Я знала, что на все эти грубые слова могу ответить, как-то сказать: «А мне здесь нравится! Тебе не нравится, не приезжай!» или «Посмотри какой лес потрясающий за домом, как птицы тут поют…», но мои слова казались мне легкими и невесомыми словно ветер, они словно совершенно ничего не могли противопоставить маминым словами, которые ощущались пробивающими насквозь стрелами, бьющими точно в цель. И я знала, что, как только мама уедет, мне покажется, что дом мой будет уже какой-то не такой, я буду понимать, что нельзя так думать, но внутри кто-то неумолимо покорно согласится, будто у меня нет выбора не соглашаться, и эта неизбежность злит, в итоге наше с ней общение похоже на взаимодействие двух коротящих розеток, готовых вот-вот ударить током.

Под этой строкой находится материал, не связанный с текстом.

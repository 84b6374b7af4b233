//! Machine status events and the process-wide publisher seam.

use serde::{Deserialize, Serialize};
use tokio::sync::broadcast;
use tracing::trace;

use crate::model::RuntimeIdentity;

/// Lifecycle status of one machine within a workspace runtime.
#[derive(Clone, Copy, Debug, PartialEq, Eq, Serialize, Deserialize)]
#[serde(rename_all = "SCREAMING_SNAKE_CASE")]
pub enum MachineStatus {
    Starting,
    Running,
    Failed,
    Stopping,
    Stopped,
}

/// A point-in-time status notification for one machine.
///
/// Within one start attempt, `Starting` always precedes exactly one
/// terminal status (`Running` or `Failed`), and no event is published for
/// a machine whose bootstrap was never attempted.
#[derive(Clone, Debug, PartialEq, Serialize, Deserialize)]
pub struct MachineStatusEvent {
    pub identity: RuntimeIdentity,
    pub machine_name: String,
    pub status: MachineStatus,
}

impl MachineStatusEvent {
    pub fn new(identity: RuntimeIdentity, machine_name: impl Into<String>, status: MachineStatus) -> Self {
        Self {
            identity,
            machine_name: machine_name.into(),
            status,
        }
    }
}

/// Fire-and-forget sink for status events. Ordering is preserved per
/// publisher call; delivery is unacknowledged. Safe for concurrent publish.
pub trait EventPublisher: Send + Sync {
    fn publish(&self, event: MachineStatusEvent);
}

/// [`EventPublisher`] backed by a tokio broadcast channel. Publishing with
/// no live subscribers drops the event silently.
pub struct BroadcastPublisher {
    tx: broadcast::Sender<MachineStatusEvent>,
}

impl BroadcastPublisher {
    #[must_use]
    pub fn new(capacity: usize) -> Self {
        let (tx, _) = broadcast::channel(capacity);
        Self { tx }
    }

    /// Open a new subscription receiving every event published from now on.
    #[must_use]
    pub fn subscribe(&self) -> broadcast::Receiver<MachineStatusEvent> {
        self.tx.subscribe()
    }
}

impl Default for BroadcastPublisher {
    fn default() -> Self {
        Self::new(64)
    }
}

impl EventPublisher for BroadcastPublisher {
    fn publish(&self, event: MachineStatusEvent) {
        trace!(
            machine = %event.machine_name,
            status = ?event.status,
            "publishing machine status event"
        );
        // No subscribers is not an error for a fire-and-forget sink.
        let _ = self.tx.send(event);
    }
}
//! Kube-backed implementations of the namespace and bootstrapper seams.

pub mod bootstrap;
pub mod pods;
pub mod pvcs;
pub mod routes;
pub mod services;

use std::collections::BTreeMap;
use std::sync::Arc;

use async_trait::async_trait;
use k8s_openapi::api::core::v1::{PersistentVolumeClaim, Pod, Service};
use kube::api::{Api, DeleteParams, ListParams};
use kube::Client;
use serde::de::DeserializeOwned;
use tracing::{debug, instrument};

use crate::error::RuntimeError;
use crate::model::{Route, ORIGINAL_NAME_LABEL, WORKSPACE_ID_LABEL};
use crate::namespace::{PodClients, PvcClients, RouteClients, ServiceClients, WorkspaceNamespace};

pub use bootstrap::{ExecBootstrapper, ExecBootstrapperFactory};
pub use pods::KubePods;
pub use pvcs::KubePvcs;
pub use routes::KubeRoutes;
pub use services::KubeServices;

/// Label selector matching every object of one workspace.
#[must_use]
pub fn workspace_selector(workspace_id: &str) -> String {
    format!("{WORKSPACE_ID_LABEL}={workspace_id}")
}

/// Stamp the ownership and original-name labels onto an object before it
/// is created. An already-present original-name label is preserved.
pub(crate) fn stamp_labels<K: kube::Resource>(obj: &mut K, workspace_id: &str) {
    let declared = obj.meta().name.clone().unwrap_or_default();
    let labels = obj.meta_mut().labels.get_or_insert_with(BTreeMap::new);
    labels
        .entry(WORKSPACE_ID_LABEL.to_string())
        .or_insert_with(|| workspace_id.to_string());
    labels
        .entry(ORIGINAL_NAME_LABEL.to_string())
        .or_insert(declared);
}

async fn delete_collection_ignoring_missing<K>(api: &Api<K>, lp: &ListParams) -> anyhow::Result<()>
where
    K: Clone + DeserializeOwned + std::fmt::Debug,
{
    match api.delete_collection(&DeleteParams::default(), lp).await {
        Ok(_) => Ok(()),
        // Nothing to delete, or the resource kind is not installed.
        Err(kube::Error::Api(ae)) if ae.code == 404 => Ok(()),
        Err(err) => Err(RuntimeError::from(err).into()),
    }
}

/// A cluster namespace owning all objects of one workspace runtime,
/// addressed through typed clients and cleaned up by label selector.
pub struct KubeNamespace {
    client: Client,
    namespace: String,
    workspace_id: String,
    pvcs: Arc<KubePvcs>,
    services: Arc<KubeServices>,
    routes: Arc<KubeRoutes>,
    pods: Arc<KubePods>,
}

impl KubeNamespace {
    #[must_use]
    pub fn new(client: Client, namespace: &str, workspace_id: &str) -> Self {
        Self {
            pvcs: Arc::new(KubePvcs::new(client.clone(), namespace, workspace_id)),
            services: Arc::new(KubeServices::new(client.clone(), namespace, workspace_id)),
            routes: Arc::new(KubeRoutes::new(client.clone(), namespace, workspace_id)),
            pods: Arc::new(KubePods::new(client.clone(), namespace, workspace_id)),
            client,
            namespace: namespace.to_string(),
            workspace_id: workspace_id.to_string(),
        }
    }
}

#[async_trait]
impl WorkspaceNamespace for KubeNamespace {
    fn persistent_volume_claims(&self) -> Arc<dyn PvcClients> {
        Arc::clone(&self.pvcs) as Arc<dyn PvcClients>
    }

    fn services(&self) -> Arc<dyn ServiceClients> {
        Arc::clone(&self.services) as Arc<dyn ServiceClients>
    }

    fn routes(&self) -> Arc<dyn RouteClients> {
        Arc::clone(&self.routes) as Arc<dyn RouteClients>
    }

    fn pods(&self) -> Arc<dyn PodClients> {
        Arc::clone(&self.pods) as Arc<dyn PodClients>
    }

    #[instrument(skip(self), fields(namespace = %self.namespace, workspace_id = %self.workspace_id))]
    async fn clean_up(&self) -> anyhow::Result<()> {
        debug!("deleting every object owned by the workspace");
        // Stop observing before deleting, so our own teardown is never
        // reported as an abnormal termination.
        self.pods.stop_watching().await;

        let lp = ListParams::default().labels(&workspace_selector(&self.workspace_id));
        let pods: Api<Pod> = Api::namespaced(self.client.clone(), &self.namespace);
        delete_collection_ignoring_missing(&pods, &lp).await?;
        let services: Api<Service> = Api::namespaced(self.client.clone(), &self.namespace);
        delete_collection_ignoring_missing(&services, &lp).await?;
        let routes: Api<Route> = Api::namespaced(self.client.clone(), &self.namespace);
        delete_collection_ignoring_missing(&routes, &lp).await?;
        let pvcs: Api<PersistentVolumeClaim> = Api::namespaced(self.client.clone(), &self.namespace);
        delete_collection_ignoring_missing(&pvcs, &lp).await?;
        Ok(())
    }
}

Дабы как-то загладить свою вину и заглушить грызущее чувство вины, пришлось чаще, чем обычно, мотаться на мамин огород и, вместо того чтобы заниматься своим домом и своим огородом, после работы торчать там до позднего вечера, по темноте волочась потом домой, но один только вид моего домика, еще не тронутого злыми словами, чудесным образом что-то воскрешал во мне и улыбка упрямо выползала на лицо, потому что, несмотря ни на что, я так и не сдалась и никого сюда не пустила, и от этого тоже было немножко радостно, хотя за эту радость было чуть-чуть стыдно.
А еще неожиданно позвонила подруга и позвала баристой в ее кафе.
— Кать, но я не умею…
— Не парься, я тебя научу! Тут нетрудно. А еще знаешь… — голос подруги стал тихим и взволнованным. — Тут рядом спортзал крутой, столько красавчиков ходит, и все мимо нас. У них там правда свое кафе зожное есть, но и к нам заходят, так что вдруг и тебе кого…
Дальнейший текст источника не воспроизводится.